In the Talmud, in the tractate of Shabbat, in a brief tangent from the discussion on Shabbat candles, the Talmud states “Mai Hannukah” ("What is Hannukah"). It proceeds to tell us that the 25th of Kislev is a special day. We are forbidden to offer eulogies or engage in fasting because of the miracle – with which we are all familiar – that when not enough oil was found in the Temple to light the Menorah, the small jug of oil lasted for eight days. As a result, a holiday was instituted to offer praise and thanks for this miracle.
The passage added to the Amidah provides a completely different account of the miracle. Beginning “Bimei Matityahu” ("In the days of Matityahu"), the text describes how the evil Greeks rose up against the people of Israel to make them forget the Torah and to sin. But then God delivered the strong into the hands of the weak to win this great battle. At the end of the account, it briefly mentions that the Jews purified the Temple and designated eight days of Hannukah to praise and thank God. Clearly this passage emphasizes the miracle of the battle over the oil – as do many other ancient texts.
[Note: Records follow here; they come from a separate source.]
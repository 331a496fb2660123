#![warn(clippy::pedantic)]
#![allow(clippy::must_use_candidate)]

//! Progression and interaction core for tile-based RPGs.
//!
//! The world layer reports what happened ("interact pressed near this NPC",
//! "picked up a herb") and the engine answers with state transitions and
//! persisted facts: which quests are active or done, what the player holds,
//! and whether the screen should show an offer, a line of dialogue, or nothing.

use time::OffsetDateTime;

pub const QUESTLINE_VERSION: &str = env!("CARGO_PKG_VERSION");

pub mod arbitrator;
pub mod bus;
pub mod config;
pub mod dialogue;
pub mod error;
pub mod inventory;
pub mod progression;
pub mod quest;
pub mod scheduler;
pub mod session;
pub mod slots;
pub mod slug;
pub mod storage;

pub use arbitrator::{Arbitrator, InteractionMode, Transition};
pub use bus::{EventBus, EventKind, GameEvent, InventoryChange, Subscription};
pub use config::{EngineConfig, load_config, load_config_or_default};
pub use dialogue::DialoguePlayer;
pub use error::{LedgerError, StoreError};
pub use inventory::InventoryLedger;
pub use progression::Progression;
pub use quest::{ActiveQuestView, QuestLedger, QuestStatus};
pub use session::GameSession;
pub use slots::SaveSlots;
pub use storage::{FileStore, MemoryStore, SaveStore};

/// Current wall-clock time as unix milliseconds.
pub(crate) fn now_millis() -> i64 {
    let millis = OffsetDateTime::now_utc().unix_timestamp_nanos() / 1_000_000;
    i64::try_from(millis).unwrap_or(i64::MAX)
}
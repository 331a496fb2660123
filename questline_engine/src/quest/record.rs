//! Persisted quest state.
//!
//! The whole quest document is one [`QuestBook`]:
//!
//! ```json
//! {
//!   "active":    { "q1": { "definition": {..}, "progress": 2, "acceptedAt": 1700000000000 } },
//!   "completed": { "q0": { "completedAt": 1690000000000, "definition": {..} } },
//!   "player":    { "xp": 10, "gold": 0 }
//! }
//! ```
//!
//! `active` is an object keyed by quest id but keeps acceptance order, which
//! is the order the quest log shows.

use std::collections::BTreeMap;
use std::fmt;

use questline_data::{QuestDef, QuestKind};
use serde::{Deserialize, Serialize};

use crate::progression::Progression;

/// Runtime progress for one accepted quest.
#[derive(Debug, Clone, PartialEq, Eq, Serialize, Deserialize)]
#[serde(rename_all = "camelCase")]
pub struct QuestRecord {
    pub definition: QuestDef,
    #[serde(default)]
    pub progress: u32,
    /// Unix time in milliseconds.
    #[serde(default)]
    pub accepted_at: i64,
}

impl QuestRecord {
    pub fn new(definition: QuestDef, accepted_at: i64) -> Self {
        Self {
            definition,
            progress: 0,
            accepted_at,
        }
    }

    pub fn id(&self) -> &str {
        &self.definition.id
    }

    pub fn required(&self) -> u32 {
        self.definition.required()
    }

    pub fn is_satisfied(&self) -> bool {
        self.progress >= self.required()
    }
}

/// Completion metadata kept forever once a quest is done.
#[derive(Debug, Clone, PartialEq, Eq, Serialize, Deserialize)]
#[serde(rename_all = "camelCase")]
pub struct CompletedQuest {
    /// Unix time in milliseconds.
    #[serde(default)]
    pub completed_at: i64,
    pub definition: QuestDef,
}

/// Where a quest id stands.
#[derive(Debug, Clone, Copy, PartialEq, Eq)]
pub enum QuestStatus {
    Unknown,
    Active,
    Completed,
}

impl fmt::Display for QuestStatus {
    fn fmt(&self, f: &mut fmt::Formatter<'_>) -> fmt::Result {
        let s = match self {
            QuestStatus::Unknown => "unknown",
            QuestStatus::Active => "active",
            QuestStatus::Completed => "completed",
        };
        f.write_str(s)
    }
}

/// The quest ledger's persisted document.
#[derive(Debug, Clone, Default, PartialEq, Eq, Serialize, Deserialize)]
pub struct QuestBook {
    #[serde(default, with = "ordered_records")]
    pub active: Vec<QuestRecord>,
    #[serde(default)]
    pub completed: BTreeMap<String, CompletedQuest>,
    #[serde(default)]
    pub player: Progression,
}

impl QuestBook {
    pub fn find_active(&self, id: &str) -> Option<&QuestRecord> {
        self.active.iter().find(|r| r.id() == id)
    }

    pub fn status(&self, id: &str) -> QuestStatus {
        if self.completed.contains_key(id) {
            QuestStatus::Completed
        } else if self.find_active(id).is_some() {
            QuestStatus::Active
        } else {
            QuestStatus::Unknown
        }
    }

    /// Clean up a loaded document.
    ///
    /// Records without an id are dropped, as are records that are also listed
    /// as completed.
    pub fn repair(&mut self) -> Repaired {
        let mut repaired = Repaired::default();
        let completed = &self.completed;
        self.active.retain(|r| {
            if r.id().is_empty() {
                repaired.unnamed += 1;
                false
            } else if completed.contains_key(r.id()) {
                repaired.already_completed += 1;
                false
            } else {
                true
            }
        });
        repaired
    }
}

/// What [`QuestBook::repair`] dropped from `active`.
#[derive(Debug, Clone, Copy, Default, PartialEq, Eq)]
pub struct Repaired {
    pub unnamed: usize,
    pub already_completed: usize,
}

/// Borrowed row of the quest log.
#[derive(Debug, Clone, Copy, PartialEq, Eq)]
pub struct ActiveQuestView<'a> {
    pub id: &'a str,
    pub title: &'a str,
    pub description: &'a str,
    pub progress: u32,
    pub required: u32,
    pub kind: QuestKind,
}

impl<'a> From<&'a QuestRecord> for ActiveQuestView<'a> {
    fn from(record: &'a QuestRecord) -> Self {
        let def = &record.definition;
        Self {
            id: &def.id,
            title: def.display_title(),
            description: &def.description,
            progress: record.progress,
            required: def.required(),
            kind: def.kind,
        }
    }
}

/// `Vec<QuestRecord>` as a JSON object keyed by quest id, preserving order.
mod ordered_records {
    use std::fmt;

    use serde::de::{MapAccess, Visitor};
    use serde::{Deserializer, Serializer};

    use super::QuestRecord;

    pub fn serialize<S>(records: &[QuestRecord], serializer: S) -> Result<S::Ok, S::Error>
    where
        S: Serializer,
    {
        serializer.collect_map(records.iter().map(|r| (r.id(), r)))
    }

    pub fn deserialize<'de, D>(deserializer: D) -> Result<Vec<QuestRecord>, D::Error>
    where
        D: Deserializer<'de>,
    {
        deserializer.deserialize_map(RecordsVisitor)
    }

    struct RecordsVisitor;

    impl<'de> Visitor<'de> for RecordsVisitor {
        type Value = Vec<QuestRecord>;

        fn expecting(&self, f: &mut fmt::Formatter) -> fmt::Result {
            f.write_str("a map of quest id to quest record")
        }

        fn visit_map<A>(self, mut map: A) -> Result<Self::Value, A::Error>
        where
            A: MapAccess<'de>,
        {
            let mut records: Vec<QuestRecord> = Vec::with_capacity(map.size_hint().unwrap_or(0));
            while let Some((id, mut record)) = map.next_entry::<String, QuestRecord>()? {
                // the key is authoritative
                record.definition.id = id;
                match records.iter_mut().find(|r| r.id() == record.id()) {
                    Some(existing) => *existing = record,
                    None => records.push(record),
                }
            }
            Ok(records)
        }
    }
}

#[cfg(test)]
mod tests {
    use super::*;

    fn record(id: &str, progress: u32) -> QuestRecord {
        let mut r = QuestRecord::new(QuestDef::new(id, QuestKind::Kill, "slime").with_count(2), 1);
        r.progress = progress;
        r
    }

    #[test]
    fn active_serializes_as_ordered_object() {
        let book = QuestBook {
            active: vec![record("zeta", 0), record("alpha", 1)],
            ..QuestBook::default()
        };
        let json = serde_json::to_string(&book).unwrap();
        assert!(json.starts_with(r#"{"active":{"zeta":{"definition""#));
        assert!(json.find("\"zeta\"").unwrap() < json.find("\"alpha\"").unwrap());

        let back: QuestBook = serde_json::from_str(&json).unwrap();
        assert_eq!(back, book);
    }

    #[test]
    fn missing_sections_default() {
        let book: QuestBook = serde_json::from_str("{}").unwrap();
        assert!(book.active.is_empty());
        assert!(book.completed.is_empty());
        assert_eq!(book.player, Progression::default());
    }

    #[test]
    fn map_key_overrides_definition_id() {
        let json = r#"{"active":{"real":{"definition":{"id":"other","type":"kill","target":"bat"},"progress":1}}}"#;
        let book: QuestBook = serde_json::from_str(json).unwrap();
        assert_eq!(book.active[0].id(), "real");
        assert_eq!(book.active[0].accepted_at, 0);
    }

    #[test]
    fn repair_enforces_disjoint_states() {
        let mut book = QuestBook {
            active: vec![record("q1", 0), record("", 2), record("q2", 1)],
            ..QuestBook::default()
        };
        book.completed.insert(
            "q1".into(),
            CompletedQuest {
                completed_at: 5,
                definition: record("q1", 0).definition,
            },
        );
        assert_eq!(
            book.repair(),
            Repaired {
                unnamed: 1,
                already_completed: 1
            }
        );
        assert_eq!(book.status("q1"), QuestStatus::Completed);
        assert_eq!(book.status("q2"), QuestStatus::Active);
        assert_eq!(book.status("q3"), QuestStatus::Unknown);
        assert_eq!(book.active.len(), 1);
    }

    #[test]
    fn view_uses_display_title() {
        let mut r = record("q1", 1);
        r.definition.title = String::new();
        r.definition.description = "Thin the slimes".into();
        let view = ActiveQuestView::from(&r);
        assert_eq!(view.title, "Thin the slimes");
        assert_eq!(view.required, 2);
        assert_eq!(view.kind, QuestKind::Kill);
    }
}
///
/// The terminal signal of a subscription: either the stream ran out of elements or it failed
///
#[derive(Clone, PartialEq, Eq, Debug)]
pub enum Completion<Failure> {
    /// The publisher has no more elements to send
    Finished,

    /// The publisher stopped because of an error
    Failed(Failure)
}

impl<Failure> Completion<Failure> {
    /// True if this is a normal end of stream
    pub fn is_finished(&self) -> bool {
        match self {
            Completion::Finished    => true,
            Completion::Failed(_)   => false
        }
    }

    ///
    /// Retrieves the failure that ended the stream, if there was one
    ///
    pub fn failure(&self) -> Option<&Failure> {
        match self {
            Completion::Finished        => None,
            Completion::Failed(failure) => Some(failure)
        }
    }

    ///
    /// Changes the type of failure carried by this completion
    ///
    pub fn map_failure<NewFailure, TFn>(self, map_fn: TFn) -> Completion<NewFailure>
    where TFn: FnOnce(Failure) -> NewFailure {
        match self {
            Completion::Finished        => Completion::Finished,
            Completion::Failed(failure) => Completion::Failed(map_fn(failure))
        }
    }
}

impl<Failure> From<Result<(), Failure>> for Completion<Failure> {
    fn from(result: Result<(), Failure>) -> Completion<Failure> {
        match result {
            Ok(())          => Completion::Finished,
            Err(failure)    => Completion::Failed(failure)
        }
    }
}
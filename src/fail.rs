use super::traits::*;
use super::completion::*;
use super::empty::*;

use std::marker::PhantomData;
use std::sync::*;

///
/// A publisher that ends every subscription straight away with a failure
///
#[derive(Clone, PartialEq, Debug)]
pub struct Fail<Output, Failure> {
    failure: Failure,

    output: PhantomData<fn() -> Output>
}

impl<Output, Failure> Fail<Output, Failure> {
    ///
    /// Creates a publisher that sends `failure` to each subscriber
    ///
    pub fn new(failure: Failure) -> Fail<Output, Failure> {
        Fail {
            failure:    failure,
            output:     PhantomData
        }
    }
}

///
/// Creates a publisher that immediately fails with the specified error
///
pub fn fail<Output, Failure>(failure: Failure) -> Fail<Output, Failure> {
    Fail::new(failure)
}

impl<Output, Failure: Clone> Publisher for Fail<Output, Failure> {
    type Output     = Output;
    type Failure    = Failure;

    fn subscribe<S>(&self, subscriber: S)
    where S: 'static+Subscriber<Input=Output, Failure=Failure> {
        let subscription = Arc::new(InertSubscription::new("Fail"));

        if !subscription.lifecycle.activate() { return; }
        subscriber.receive_subscription(subscription.clone());

        if subscription.lifecycle.terminate() {
            subscriber.receive_completion(Completion::Failed(self.failure.clone()));
        }
    }
}
use super::traits::*;
use super::demand::*;
use super::completion::*;
use super::atomic_slot::*;

use log::warn;

use std::sync::*;

///
/// Handle to a subscription made by `Publisher::sink()`
///
/// The subscription is cancelled when this is dropped, unless `keep_alive()` has been called
///
pub struct Cancellable {
    /// The subscription being controlled (torn down once cancelled or completed)
    subscription: Arc<AtomicSlot<Arc<dyn Subscription>>>,

    /// If false, the subscription is cancelled when this is dropped
    keep_alive: bool
}

impl Cancellable {
    ///
    /// Indicates that the subscription should not be cancelled when this handle is dropped
    ///
    pub fn keep_alive(&mut self) {
        self.keep_alive = true;
    }

    ///
    /// Cancels the subscription
    ///
    pub fn done(&mut self) {
        if let Some(subscription) = self.subscription.tear_down() {
            subscription.cancel();
        }
    }

    ///
    /// True while the subscription has neither completed nor been cancelled
    ///
    pub fn is_active(&self) -> bool {
        self.subscription.is_occupied()
    }
}

impl Drop for Cancellable {
    fn drop(&mut self) {
        if !self.keep_alive {
            self.done();
        }
    }
}

///
/// Subscriber that passes its values and completion on to a pair of functions
///
struct SinkSubscriber<Input, Failure> {
    /// Demand to request when the subscription arrives
    demand: Demand,

    /// Shared with the `Cancellable`
    subscription: Arc<AtomicSlot<Arc<dyn Subscription>>>,

    receive_value:      Box<dyn Fn(Input)+Send+Sync>,
    receive_completion: Box<dyn Fn(Completion<Failure>)+Send+Sync>
}

impl<Input, Failure> Subscriber for SinkSubscriber<Input, Failure> {
    type Input      = Input;
    type Failure    = Failure;

    fn receive_subscription(&self, subscription: Arc<dyn Subscription>) {
        match self.subscription.store_if_empty(Arc::clone(&subscription)) {
            Ok(()) => {
                if let Err(error) = subscription.request(self.demand) {
                    warn!("Sink: could not request initial demand: {}", error);
                }
            }

            // Already cancelled, or a second subscription
            Err(unwanted) => unwanted.cancel()
        }
    }

    fn receive(&self, input: Input) -> Demand {
        (self.receive_value)(input);
        Demand::none()
    }

    fn receive_completion(&self, completion: Completion<Failure>) {
        self.subscription.tear_down();
        (self.receive_completion)(completion);
    }
}

///
/// Subscribes a pair of functions to a publisher, requesting `demand` elements up front
///
pub fn sink<P, TValueFn, TCompletionFn>(publisher: &P, demand: Demand, receive_value: TValueFn, receive_completion: TCompletionFn) -> Cancellable
where   P:              Publisher,
        P::Output:      'static,
        P::Failure:     'static,
        TValueFn:       'static+Send+Sync+Fn(P::Output),
        TCompletionFn:  'static+Send+Sync+Fn(Completion<P::Failure>) {
    let subscription = Arc::new(AtomicSlot::empty());

    publisher.subscribe(SinkSubscriber {
        demand:             demand,
        subscription:       Arc::clone(&subscription),
        receive_value:      Box::new(receive_value),
        receive_completion: Box::new(receive_completion)
    });

    Cancellable {
        subscription:   subscription,
        keep_alive:     false
    }
}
Why are the texts not consistent in their message?
Traditional answers distinguish between the hidden miracle of the battle and the revealed miracle of the oil.
The rabbis of the Talmud emphasize the “obvious” miracle of a little bit of oil lasting for so long that made it clear to them that the victory in the battle was the work of God. The miracle of the oil allowed them to establish the holiday.
The additional prayer in the Amidah emphasizes the battle because, ultimately, that had a greater impact on the lives of Jews. Without the victory, the Greek quest to destroy Jewish life may have succeeded.
Another possible answer considers that the rabbis of the Talmud, who themselves lived under occupying forces, did not want to emphasize a great military and liberating victory over the dominant force for fear of incurring the wrath of those leaders. Emphasizing the miracle of the oil was a safer way to acknowledge the holiday and the mitzvah associated with it – that of lighting the menorah.
What is clear is that the efforts to halt the study of Torah failed. We continue to emphasize the study of Torah, to increase Jewish knowledge for all, and to continue to impart tradition to our children.
At TanenbaumCHAT, we imbue our programming with many of the values associated with Hannukah. Our students study Jewish texts and enrich their understanding of Jewish tradition, they deepen their responsibility towards the Jewish people and to the State of Israel, and they can explore their relationship with God. We strive to provide a premier Jewish learning environment in which students can find themselves and discover their own unique gifts – be they obvious or hidden.
Best wishes for a Chag Hannukah Sameach.